Réponse :
Bonjour
Exercice 8
1) j² = [tex](-\frac{1}{2}+i\frac{\sqrt{3} }{2} )^{2}[/tex] = [tex]\frac{1}{4}-i\frac{\sqrt{3} }{2}-\frac{3}{4}[/tex] = [tex]-\frac{1}{2}-i\frac{\sqrt{3} }{2}[/tex]

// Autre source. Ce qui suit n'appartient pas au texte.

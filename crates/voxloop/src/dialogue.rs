//! Client for the text dialogue backend.
//!
//! One POST per turn; conversation continuity is carried by the session id
//! the backend returns, echoed back on the next call.

use crate::error::{VoiceError, VoiceResult};
use async_trait::async_trait;
use serde::{Deserialize, Serialize};
use std::time::Duration;
use tracing::debug;

/// One backend reply.
#[derive(Debug, Clone)]
pub struct DialogueReply {
    pub reply: String,
    /// Session id to carry into the next turn.
    pub session_id: Option<String>,
    /// Optional gloss of the reply (the backend may answer in another
    /// language and attach a translation). Informational only.
    pub gloss: Option<String>,
}

/// External dialogue backend. Each call is independent; no streaming.
#[async_trait]
pub trait DialogueBackend: Send + Sync {
    async fn converse(
        &self,
        message: &str,
        session_id: Option<&str>,
    ) -> VoiceResult<DialogueReply>;
}

#[derive(Serialize)]
struct ChatRequest<'a> {
    message: &'a str,
    session_id: Option<&'a str>,
}

#[derive(Deserialize)]
struct ChatResponse {
    reply: String,
    session_id: Option<String>,
    #[serde(default)]
    english_meaning: Option<String>,
}

/// HTTP dialogue backend speaking the `/api/chat` JSON contract.
#[derive(Debug, Clone)]
pub struct HttpDialogue {
    endpoint: String,
    client: reqwest::Client,
}

impl HttpDialogue {
    /// Reads `CHAT_API_URL` (default `http://localhost:8000/api/chat`) and
    /// `CHAT_API_TIMEOUT_SECS` (default 30).
    pub fn from_env() -> VoiceResult<Self> {
        let endpoint = std::env::var("CHAT_API_URL")
            .unwrap_or_else(|_| "http://localhost:8000/api/chat".into());
        let timeout = std::env::var("CHAT_API_TIMEOUT_SECS")
            .ok()
            .and_then(|s| s.parse().ok())
            .unwrap_or(30);
        Self::new(endpoint, Duration::from_secs(timeout))
    }

    pub fn new(endpoint: impl Into<String>, timeout: Duration) -> VoiceResult<Self> {
        let client = reqwest::Client::builder()
            .timeout(timeout)
            .build()
            .map_err(|e| VoiceError::Dialogue(e.to_string()))?;
        Ok(Self {
            endpoint: endpoint.into(),
            client,
        })
    }
}

#[async_trait]
impl DialogueBackend for HttpDialogue {
    async fn converse(
        &self,
        message: &str,
        session_id: Option<&str>,
    ) -> VoiceResult<DialogueReply> {
        let res = self
            .client
            .post(&self.endpoint)
            .json(&ChatRequest {
                message,
                session_id,
            })
            .send()
            .await
            .map_err(|e| VoiceError::Dialogue(format!("request failed: {e}")))?;
        if !res.status().is_success() {
            return Err(VoiceError::Dialogue(format!(
                "backend returned {}",
                res.status()
            )));
        }

        let body: ChatResponse = res
            .json()
            .await
            .map_err(|e| VoiceError::Dialogue(format!("bad response body: {e}")))?;
        debug!(session_id = ?body.session_id, "dialogue reply received");
        Ok(DialogueReply {
            reply: body.reply,
            session_id: body.session_id,
            gloss: body.english_meaning,
        })
    }
}

#[cfg(test)]
mod tests {
    use super::*;

    #[test]
    fn response_parses_with_and_without_gloss() {
        let full: ChatResponse = serde_json::from_str(
            r#"{"reply":"hi there","session_id":"s-1","english_meaning":"hello"}"#,
        )
        .unwrap();
        assert_eq!(full.reply, "hi there");
        assert_eq!(full.session_id.as_deref(), Some("s-1"));
        assert_eq!(full.english_meaning.as_deref(), Some("hello"));

        let bare: ChatResponse =
            serde_json::from_str(r#"{"reply":"hi","session_id":null}"#).unwrap();
        assert!(bare.session_id.is_none());
        assert!(bare.english_meaning.is_none());
    }

    #[test]
    fn request_serializes_null_session() {
        let json = serde_json::to_string(&ChatRequest {
            message: "hello",
            session_id: None,
        })
        .unwrap();
        assert_eq!(json, r#"{"message":"hello","session_id":null}"#);
    }
}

2) j² + j + 1 = [tex]-\frac{1}{2}-i\frac{\sqrt{3} }{2}-\frac{1}{2}+i\frac{\sqrt{3} }{2}+1[/tex] = -1 + 1 = 0
j³ = j²×j = [tex](-\frac{1}{2}-i\frac{\sqrt{3} }{2})(-\frac{1}{2}+i\frac{\sqrt{3} }{2})[/tex] = [tex](-\frac{1}{2}) ^{2}-(i\frac{\sqrt{3} }{2}) ^{2}[/tex] = [tex]\frac{1}{4}+\frac{3}{4}[/tex] = 1
[tex]\frac{1}{j}=\frac{1}{-\frac{1}{2}+i\frac{\sqrt{3} }{2} }[/tex] = [tex]\frac{-\frac{1}{2}-i\frac{\sqrt{3} }{2} }{(-\frac{1}{2}) ^{2}-(i\frac{\sqrt{3} }{2}) ^{2} }[/tex] = [tex]-\frac{1}{2}-i\frac{\sqrt{3} }{2}[/tex] = j² =j barre
Exercice 9
1) 4z + 6 - 2i = 5z - 4 + 2i
⇔ 4z - 5z = -4 + 2i - 6 + 2i
⇔ -z = -10 + 4i
⇔ z = 10 - 4i
2) (5 + 2i)z - 8 = 2 - i
⇔ (5 + 2i)z = 10 - i
⇔ z = (10 - i)/(5 + 2i)
⇔ z = [(10 - i)(5 - 2i)]/[(5 + 2i)(5 - 2i)]
⇔ z = (50 - 20i - 5i + 2i²)/(5² - 4i²)
⇔ z = (46 - 25i)/29
⇔ z = [tex]\frac{46}{29}-i\frac{25}{29}[/tex]
3) (9 + i)z + 6 - 2i = 5 - (2 + 2i)z + 4
⇔ (9 + i)z + (2 + 2i)z = 5 - 4 + 6 + 2i
⇔ (9 + i + 2 + 2i)z = 7 + 2i
⇔ (11 + 3i)z = 7 + 2i
⇔ z = (7 + 2i)/(11 + 3i)
⇔ z = [(7 + 2i)(11 - 3i)]/[(11 + 3i)(11 - 3i)]
⇔ z = (77 - 21i + 22i - 6i²)/(11² - 9i²)
⇔ z = (83 + i)/130
⇔ z = [tex]\frac{83}{130}+i\frac{1}{130}[/tex]